今回はテキストマイニングツール「IBM SPSS Modeler」について答えてくれるチャットボットを作ってみたいと思います。「IBM SPSS Modeler」については以下詳細をご覧ください。
LangGraphで実装すると、今回作る様な簡単なものでは以下のようなグラフ構造になっています。
(当記事で実装するチャットボットは以下のNodeが一つなのでもっと簡単…)
先ほど作ったapp.py
にPythonを書いていきます。
早速作っていきましょう。
1.各ライブラリのインポート
watsonx.aiのAPI、LangGraphとLangChain、そしてUI部分はGradioを使います。
import os
import uuid
from dotenv import load_dotenv
from ibm_watsonx_ai.foundation_models.schema import TextChatParameters
from langgraph.graph import StateGraph, START, END
from langgraph.checkpoint.memory import InMemorySaver
from langgraph.graph.message import MessagesState
from langchain_core.messages import HumanMessage, AIMessage
from langchain_core.prompts import ChatPromptTemplate, MessagesPlaceholder
from langchain_core.output_parsers import StrOutputParser
from langchain_ibm import ChatWatsonx
import gradio as gr
2.APIKey、LLMのパラメーターをセッティング
IBMのLangChainのChatwatsonxを使うとお手軽にセットできます。
環境変数に WATSONX_APIKEY
や WATSONX_URL
が設定されていると、ChatWatsonxがそれらを自動で読み込んでくれます。
使えるLLMはこちらで確認できるのでmodel_id
部分はお好きなものに変更してください。今回はIBMのGraniteを使いたいと思います。

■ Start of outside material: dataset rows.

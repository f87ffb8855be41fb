// Convenience re-exports: use onebot_node::prelude::*;
pub use crate::core::{
    Action, ApiClient, ConfigStore, Configurable, Dispatcher, ExecuteContext, HttpMethod,
    InputItem, ItemBatch, LoadOptionsContext, NodeOption, OneBotConfig, Operation, OutputItem,
    Resource, StaticOptionsContext,
};
pub use crate::driver::{HttpApiClient, MockApiClient};
pub use crate::error::{Error, Result};

pub use async_trait::async_trait;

出力トークンの調整などのパラメーターは ibm-watsonx-ai のChatParametersを使用すると簡単かつ細かく設定できます。以下詳細。
# 環境変数の設定
load_dotenv() # APIKeyとエンドポイントはこれでlangchain-ibmが自動で読んでくれます。
project_id = os.getenv("WATSONX_PROJECT_ID") # ProjectIDだけ手動で読み込みましょう。
# watsonx.aiのAPIでパラメーターを設定。
parameters = TextChatParameters(
max_tokens=200, # 応答の最大トークン数
temperature=0.3, # 応答のランダム性(0.0〜1.0)
frequency_penalty=0.3, # 同じ語句の繰り返し抑制(0.0〜2.0)
time_limit=600000 # タイムアウト(ミリ秒)
)
# IBMのLangChainのChatクラスで簡単にモデルの設定。
model = ChatWatsonx(
model_id="ibm/granite-3-3-8b-instruct",
project_id=project_id,
params=parameters,
)
3.グラフ内でやり取りされるメッセージの状態(State)を定義
MessagesStateクラスを使うことで、今回実装する程度のチャットであれば簡易的にStateが実装で決ます。このStateにチャットボットの現在の状態が保持されます。
class GraphState(MessagesState):
pass
4.プロンプトの設定、LLMの呼出などの関数を定義
3. のStateを受け取り会話履歴をLLMになげ、AIのメッセージだけを返すような関数になってます。この関数がLangGraphのノードになります。
具体的には、
- LangChainのMessagePlaceholderを用いてAIと人間の会話の履歴を保持できるようなホルダーを作成。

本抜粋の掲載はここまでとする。